Provided information Block Start

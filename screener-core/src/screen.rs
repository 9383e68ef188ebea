//! Window selection and result assembly.
//!
//! Given the indicator-complete sequence of length `L`:
//! - the entry window is `min(W, L-1)`: every scored day needs a predecessor;
//! - the exit window is `min(V, L-1)`, and its reference price is the close of
//!   the bar just before the window;
//! - both tables are returned most recent first.
//!
//! A window narrowed by short history is reported on the table, never raised
//! as an error.

use crate::config::ScreenerConfig;
use crate::data::{dataset_hash, ingest, RawBar};
use crate::domain::{Bar, IndicatorBar, ScoredDay};
use crate::error::ScreenError;
use crate::indicators::{self, IndicatorWindows};
use crate::signals::{EntryRules, ExitRules};
use chrono::NaiveDate;
use serde::{Deserialize, Serialize};
use tracing::{debug, warn};

/// One ranked table of scored days.
#[derive(Debug, Clone, PartialEq, Serialize, Deserialize)]
pub struct SignalTable {
    /// Most recent first.
    pub rows: Vec<ScoredDay>,
    pub requested_window: usize,
    pub effective_window: usize,
    /// True when history was too short for the requested window.
    pub narrowed: bool,
    /// Mean score over `rows`; `None` when the table is empty.
    pub mean_score: Option<f64>,
}

impl SignalTable {
    fn new(rows: Vec<ScoredDay>, requested_window: usize, effective_window: usize) -> Self {
        let mean_score = if rows.is_empty() {
            None
        } else {
            Some(rows.iter().map(|r| r.score).sum::<f64>() / rows.len() as f64)
        };
        Self {
            rows,
            requested_window,
            effective_window,
            narrowed: effective_window < requested_window,
            mean_score,
        }
    }
}

/// Entry and exit tables for one indicator sequence.
#[derive(Debug, Clone, PartialEq, Serialize, Deserialize)]
pub struct Evaluation {
    pub entries: SignalTable,
    pub exits: SignalTable,
    /// Close of the bar preceding the exit window; `None` if that window is empty.
    pub reference_price: Option<f64>,
}

/// Full result of one refresh.
#[derive(Debug, Clone, PartialEq, Serialize, Deserialize)]
pub struct ScreenReport {
    pub ticker: String,
    /// Date of the most recent scored bar.
    pub as_of: Option<NaiveDate>,
    pub windows: IndicatorWindows,
    /// BLAKE3 over the validated input bars.
    pub dataset_hash: String,
    pub bar_count: usize,
    pub indicator_bar_count: usize,
    pub reference_price: Option<f64>,
    pub entries: SignalTable,
    pub exits: SignalTable,
}

impl ScreenReport {
    pub fn narrowed(&self) -> bool {
        self.entries.narrowed || self.exits.narrowed
    }
}

/// Largest usable trailing window for a sequence of `len` indicator bars.
pub fn effective_window(requested: usize, len: usize) -> usize {
    requested.min(len.saturating_sub(1))
}

/// Score the last `window` days against their predecessors.
pub fn score_entries(ibars: &[IndicatorBar], window: usize, rules: &EntryRules) -> SignalTable {
    let effective = effective_window(window, ibars.len());
    let first = ibars.len() - effective;

    let rows = (first..ibars.len())
        .rev()
        .map(|i| {
            let day = &ibars[i];
            let scored = rules.evaluate(day, &ibars[i - 1]);
            ScoredDay::new(day.date(), day.close(), scored.score, scored.traits)
        })
        .collect();

    SignalTable::new(rows, window, effective)
}

/// Score the last `window` days against the close just before the window.
pub fn score_exits(
    ibars: &[IndicatorBar],
    window: usize,
    rules: &ExitRules,
) -> (SignalTable, Option<f64>) {
    let effective = effective_window(window, ibars.len());
    if effective == 0 {
        return (SignalTable::new(Vec::new(), window, 0), None);
    }

    let first = ibars.len() - effective;
    let reference_price = ibars[first - 1].close();

    let rows = ibars[first..]
        .iter()
        .rev()
        .map(|day| {
            let scored = rules.evaluate(day, reference_price);
            ScoredDay::new(day.date(), day.close(), scored.score, scored.traits)
        })
        .collect();

    (SignalTable::new(rows, window, effective), Some(reference_price))
}

/// Build both tables from an indicator-complete sequence.
pub fn evaluate(ibars: &[IndicatorBar], config: &ScreenerConfig) -> Evaluation {
    let windows = config.windows();
    let entries = score_entries(ibars, config.entry_window, &EntryRules::new(&windows));
    let (exits, reference_price) =
        score_exits(ibars, config.exit_window, &ExitRules::new(&windows));

    for (name, table) in [("entry", &entries), ("exit", &exits)] {
        if table.narrowed {
            warn!(
                table = name,
                requested = table.requested_window,
                effective = table.effective_window,
                indicator_bars = ibars.len(),
                "window narrowed by insufficient history"
            );
        }
    }

    Evaluation {
        entries,
        exits,
        reference_price,
    }
}

/// Screen a bar sequence that is already ascending and sane.
///
/// An unordered, duplicated or malformed sequence is `MalformedInput`; use
/// [`run_raw`] to have provider rows sorted and repaired first.
pub fn run(
    ticker: &str,
    bars: &[Bar],
    config: &ScreenerConfig,
) -> Result<ScreenReport, ScreenError> {
    config.validate()?;
    ingest::check_sequence(ticker, bars)?;

    let windows = config.windows();
    let ibars = indicators::compute(bars, &windows);
    let evaluation = evaluate(&ibars, config);

    debug!(
        ticker,
        bars = bars.len(),
        indicator_bars = ibars.len(),
        entry_window = evaluation.entries.effective_window,
        exit_window = evaluation.exits.effective_window,
        "screen evaluated"
    );

    Ok(ScreenReport {
        ticker: ticker.to_string(),
        as_of: ibars.last().map(IndicatorBar::date),
        windows,
        dataset_hash: dataset_hash(bars.iter().map(|b| (b.date, b.ohlcv()))),
        bar_count: bars.len(),
        indicator_bar_count: ibars.len(),
        reference_price: evaluation.reference_price,
        entries: evaluation.entries,
        exits: evaluation.exits,
    })
}

/// Validate raw provider rows, then screen them.
pub fn run_raw(
    ticker: &str,
    raw: Vec<RawBar>,
    config: &ScreenerConfig,
) -> Result<ScreenReport, ScreenError> {
    let bars = ingest::validate(ticker, raw)?;
    run(ticker, &bars, config)
}

#[cfg(test)]
mod tests {
    use super::*;
    use crate::indicators::make_bars;

    fn config(entry_window: usize, exit_window: usize) -> ScreenerConfig {
        ScreenerConfig {
            entry_window,
            exit_window,
            short_sma_period: 2,
            long_sma_period: 3,
            rvol_period: 3,
            ..Default::default()
        }
    }

    fn rising(n: usize) -> Vec<Bar> {
        let closes: Vec<f64> = (0..n).map(|i| 10.0 + i as f64).collect();
        make_bars(&closes)
    }

    #[test]
    fn effective_window_rules() {
        assert_eq!(effective_window(5, 10), 5);
        assert_eq!(effective_window(5, 4), 3);
        assert_eq!(effective_window(5, 1), 0);
        assert_eq!(effective_window(5, 0), 0);
    }

    #[test]
    fn tables_are_most_recent_first() {
        let report = run("TEST", &rising(12), &config(4, 4)).unwrap();
        assert_eq!(report.entries.rows.len(), 4);
        assert!(report.entries.rows.windows(2).all(|w| w[0].date > w[1].date));
        assert!(report.exits.rows.windows(2).all(|w| w[0].date > w[1].date));
        assert_eq!(report.as_of, Some(report.entries.rows[0].date));
    }

    #[test]
    fn reference_price_is_close_before_exit_window() {
        let bars = rising(12);
        let report = run("TEST", &bars, &config(3, 4)).unwrap();
        // 12 bars, warmup 3 → 10 indicator bars; window 4 → reference is bars[7]
        assert_eq!(report.indicator_bar_count, 10);
        assert_eq!(report.reference_price, Some(bars[7].close));
        // rising closes never fall below the reference or the short SMA
        assert!(report.exits.rows.iter().all(|r| r.score == 0.0));
        assert_eq!(report.exits.mean_score, Some(0.0));
    }

    #[test]
    fn narrows_when_history_is_short() {
        // 5 bars, warmup 3 → 3 indicator bars → at most 2 scored days
        let report = run("TEST", &rising(5), &config(5, 5)).unwrap();
        assert_eq!(report.entries.effective_window, 2);
        assert_eq!(report.exits.effective_window, 2);
        assert!(report.entries.narrowed && report.exits.narrowed);
        assert!(report.narrowed());
        assert_eq!(report.entries.rows.len(), 2);
    }

    #[test]
    fn no_eligible_days_gives_empty_tables() {
        let report = run("TEST", &rising(2), &config(5, 5)).unwrap();
        assert_eq!(report.indicator_bar_count, 0);
        assert!(report.entries.rows.is_empty());
        assert!(report.exits.rows.is_empty());
        assert_eq!(report.entries.mean_score, None);
        assert_eq!(report.reference_price, None);
        assert_eq!(report.as_of, None);
    }

    #[test]
    fn single_indicator_bar_gives_empty_tables() {
        let report = run("TEST", &rising(3), &config(5, 5)).unwrap();
        assert_eq!(report.indicator_bar_count, 1);
        assert!(report.entries.rows.is_empty());
        assert!(report.exits.rows.is_empty());
    }

    #[test]
    fn rising_series_scores_entries() {
        let report = run("TEST", &rising(12), &config(3, 3)).unwrap();
        let latest = &report.entries.rows[0];
        // make_bars: open = previous close, so every rising day is bullish,
        // above both SMAs, and makes a higher high and higher low.
        assert_eq!(
            latest.traits,
            vec![
                "Bullish candle",
                "Above 2-period SMA",
                "Above 3-period SMA",
                "Bullish continuation",
            ]
        );
        assert_eq!(latest.score, 4.0);
        assert_eq!(report.entries.mean_score, Some(4.0));
    }

    #[test]
    fn empty_bars_is_error() {
        let err = run("TEST", &[], &config(5, 5)).unwrap_err();
        assert!(matches!(err, ScreenError::EmptyInput { .. }));
    }

    #[test]
    fn invalid_config_is_error() {
        let err = run("TEST", &rising(12), &config(0, 5)).unwrap_err();
        assert!(matches!(err, ScreenError::Config(_)));
    }
}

Provided information Block End

What you should do = Your answer should be one number: the count of lines in the data above that include the word "Option".

Answer below = 5